*PROBLEM REQUIREMENTS:* Provide again, from the entries below, every line from the one containing "filename src/decoder/frame_data.rs" through the one containing "pub fn frame_len(&self)", exactly as written, and no other line.

[Stored data entries]
= Beginning of Section =

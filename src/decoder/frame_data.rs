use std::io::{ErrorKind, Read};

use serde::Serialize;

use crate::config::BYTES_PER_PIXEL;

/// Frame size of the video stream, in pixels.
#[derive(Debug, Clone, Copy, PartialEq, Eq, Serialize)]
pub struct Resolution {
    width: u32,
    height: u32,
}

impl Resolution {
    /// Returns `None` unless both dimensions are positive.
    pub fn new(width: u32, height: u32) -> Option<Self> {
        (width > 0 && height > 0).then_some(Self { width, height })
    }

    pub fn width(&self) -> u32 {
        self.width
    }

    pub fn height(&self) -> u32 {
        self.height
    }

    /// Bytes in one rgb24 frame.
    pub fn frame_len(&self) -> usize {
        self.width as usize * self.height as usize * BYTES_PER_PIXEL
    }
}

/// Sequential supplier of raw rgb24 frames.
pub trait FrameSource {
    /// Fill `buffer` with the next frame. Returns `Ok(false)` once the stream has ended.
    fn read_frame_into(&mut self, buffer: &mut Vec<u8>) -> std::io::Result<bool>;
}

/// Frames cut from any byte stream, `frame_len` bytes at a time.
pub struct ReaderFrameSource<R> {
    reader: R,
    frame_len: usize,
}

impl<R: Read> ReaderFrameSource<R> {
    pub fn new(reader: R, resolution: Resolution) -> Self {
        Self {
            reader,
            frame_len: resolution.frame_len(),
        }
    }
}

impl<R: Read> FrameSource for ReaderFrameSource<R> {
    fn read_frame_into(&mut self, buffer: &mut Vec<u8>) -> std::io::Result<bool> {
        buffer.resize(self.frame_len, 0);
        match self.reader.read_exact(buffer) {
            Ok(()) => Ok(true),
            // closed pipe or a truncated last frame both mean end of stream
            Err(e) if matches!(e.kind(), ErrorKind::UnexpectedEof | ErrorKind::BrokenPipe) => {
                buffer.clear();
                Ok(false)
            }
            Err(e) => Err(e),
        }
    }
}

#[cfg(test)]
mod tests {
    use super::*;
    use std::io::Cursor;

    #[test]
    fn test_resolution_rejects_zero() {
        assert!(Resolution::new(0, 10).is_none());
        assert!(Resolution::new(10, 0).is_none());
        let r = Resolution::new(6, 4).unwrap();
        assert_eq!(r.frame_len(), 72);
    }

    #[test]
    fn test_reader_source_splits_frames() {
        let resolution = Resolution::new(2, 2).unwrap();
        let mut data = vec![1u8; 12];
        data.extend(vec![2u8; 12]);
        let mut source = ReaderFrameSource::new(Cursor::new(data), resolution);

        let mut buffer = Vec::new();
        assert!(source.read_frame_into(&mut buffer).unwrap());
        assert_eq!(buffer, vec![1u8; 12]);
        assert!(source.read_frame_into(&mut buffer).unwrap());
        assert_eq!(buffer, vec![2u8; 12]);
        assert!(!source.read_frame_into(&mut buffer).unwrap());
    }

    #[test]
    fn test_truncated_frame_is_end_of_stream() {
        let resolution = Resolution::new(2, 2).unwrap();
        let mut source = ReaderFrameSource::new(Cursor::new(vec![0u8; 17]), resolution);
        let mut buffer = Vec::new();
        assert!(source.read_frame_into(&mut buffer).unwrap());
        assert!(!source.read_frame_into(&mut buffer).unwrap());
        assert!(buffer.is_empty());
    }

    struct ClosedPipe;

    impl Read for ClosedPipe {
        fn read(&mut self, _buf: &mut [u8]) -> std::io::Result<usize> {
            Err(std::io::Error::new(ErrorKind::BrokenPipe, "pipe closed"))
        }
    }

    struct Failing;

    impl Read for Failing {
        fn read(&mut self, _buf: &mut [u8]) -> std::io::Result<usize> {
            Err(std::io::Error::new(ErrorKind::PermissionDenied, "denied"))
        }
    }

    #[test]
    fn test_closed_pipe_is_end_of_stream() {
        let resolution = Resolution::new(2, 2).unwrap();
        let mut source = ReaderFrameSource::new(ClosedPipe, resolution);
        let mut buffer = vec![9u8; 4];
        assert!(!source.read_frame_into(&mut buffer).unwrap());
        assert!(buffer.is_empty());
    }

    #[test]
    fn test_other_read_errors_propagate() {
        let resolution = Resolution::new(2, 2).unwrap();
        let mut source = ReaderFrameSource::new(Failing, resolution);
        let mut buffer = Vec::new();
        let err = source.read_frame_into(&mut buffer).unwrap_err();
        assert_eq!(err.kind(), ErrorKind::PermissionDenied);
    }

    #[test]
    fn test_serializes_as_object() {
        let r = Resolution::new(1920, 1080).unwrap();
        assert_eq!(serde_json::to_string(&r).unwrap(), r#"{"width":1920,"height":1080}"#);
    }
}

= End of Section =
= Beginning of Section =

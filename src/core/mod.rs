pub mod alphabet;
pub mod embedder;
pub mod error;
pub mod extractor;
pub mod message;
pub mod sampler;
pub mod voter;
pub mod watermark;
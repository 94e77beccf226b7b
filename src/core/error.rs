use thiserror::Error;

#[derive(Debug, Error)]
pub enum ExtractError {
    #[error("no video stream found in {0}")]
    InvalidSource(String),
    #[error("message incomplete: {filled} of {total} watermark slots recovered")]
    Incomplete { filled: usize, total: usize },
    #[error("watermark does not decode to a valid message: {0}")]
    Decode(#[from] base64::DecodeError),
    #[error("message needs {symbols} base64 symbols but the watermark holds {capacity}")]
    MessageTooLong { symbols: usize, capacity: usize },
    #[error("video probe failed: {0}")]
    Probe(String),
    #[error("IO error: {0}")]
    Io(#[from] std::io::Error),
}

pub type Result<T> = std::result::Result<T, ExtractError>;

= End of Section =
= Beginning of Section =

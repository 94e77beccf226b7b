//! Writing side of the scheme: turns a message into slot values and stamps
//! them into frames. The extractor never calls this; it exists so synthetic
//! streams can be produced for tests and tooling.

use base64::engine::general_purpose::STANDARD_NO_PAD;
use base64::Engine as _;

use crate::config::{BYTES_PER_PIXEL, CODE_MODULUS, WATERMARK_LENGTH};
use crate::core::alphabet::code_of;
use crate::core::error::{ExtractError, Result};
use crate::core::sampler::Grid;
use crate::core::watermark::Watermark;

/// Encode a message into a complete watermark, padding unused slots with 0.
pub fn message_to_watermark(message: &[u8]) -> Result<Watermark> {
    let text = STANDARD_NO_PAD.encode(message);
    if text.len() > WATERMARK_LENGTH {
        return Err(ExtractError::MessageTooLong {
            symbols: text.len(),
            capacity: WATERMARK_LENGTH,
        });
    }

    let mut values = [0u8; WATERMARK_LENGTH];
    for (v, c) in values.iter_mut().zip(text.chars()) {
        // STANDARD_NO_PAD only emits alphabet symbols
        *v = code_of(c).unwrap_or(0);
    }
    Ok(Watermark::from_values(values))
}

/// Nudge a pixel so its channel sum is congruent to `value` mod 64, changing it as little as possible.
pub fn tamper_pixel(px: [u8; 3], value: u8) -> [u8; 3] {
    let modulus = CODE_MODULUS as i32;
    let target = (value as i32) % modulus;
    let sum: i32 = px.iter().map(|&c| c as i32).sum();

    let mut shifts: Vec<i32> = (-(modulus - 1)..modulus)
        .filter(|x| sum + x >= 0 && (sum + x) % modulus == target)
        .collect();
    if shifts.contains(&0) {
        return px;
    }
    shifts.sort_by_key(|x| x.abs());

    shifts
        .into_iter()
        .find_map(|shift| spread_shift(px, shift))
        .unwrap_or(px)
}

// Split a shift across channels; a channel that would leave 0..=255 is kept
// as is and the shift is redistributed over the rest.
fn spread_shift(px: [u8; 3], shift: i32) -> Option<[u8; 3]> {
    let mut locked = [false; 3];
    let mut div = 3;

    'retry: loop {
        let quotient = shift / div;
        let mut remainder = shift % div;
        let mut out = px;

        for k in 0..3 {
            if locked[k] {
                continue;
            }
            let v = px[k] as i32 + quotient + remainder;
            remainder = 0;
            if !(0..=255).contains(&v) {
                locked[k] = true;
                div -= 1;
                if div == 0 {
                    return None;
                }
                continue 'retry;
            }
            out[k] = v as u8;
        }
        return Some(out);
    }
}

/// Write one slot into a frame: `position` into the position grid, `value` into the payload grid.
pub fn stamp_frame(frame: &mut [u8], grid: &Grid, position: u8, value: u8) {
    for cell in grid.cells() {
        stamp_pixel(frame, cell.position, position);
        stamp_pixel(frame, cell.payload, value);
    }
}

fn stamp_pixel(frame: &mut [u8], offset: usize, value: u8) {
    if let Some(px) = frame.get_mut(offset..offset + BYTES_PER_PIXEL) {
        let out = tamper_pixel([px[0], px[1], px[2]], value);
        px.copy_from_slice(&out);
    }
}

= End of Section =

*RESULT OF THE EXERCISE:*
filename src/decoder/frame_data.rs
use std::io::{ErrorKind, Read};

use serde::Serialize;

use crate::config::BYTES_PER_PIXEL;

/// Frame size of the video stream, in pixels.
#[derive(Debug, Clone, Copy, PartialEq, Eq, Serialize)]
pub struct Resolution {
    width: u32,
    height: u32,
}

impl Resolution {
    /// Returns `None` unless both dimensions are positive.
    pub fn new(width: u32, height: u32) -> Option<Self> {
        (width > 0 && height > 0).then_some(Self { width, height })
    }

    pub fn width(&self) -> u32 {
        self.width
    }

    pub fn height(&self) -> u32 {
        self.height
    }

    /// Bytes in one rgb24 frame.
    pub fn frame_len(&self) -> usize {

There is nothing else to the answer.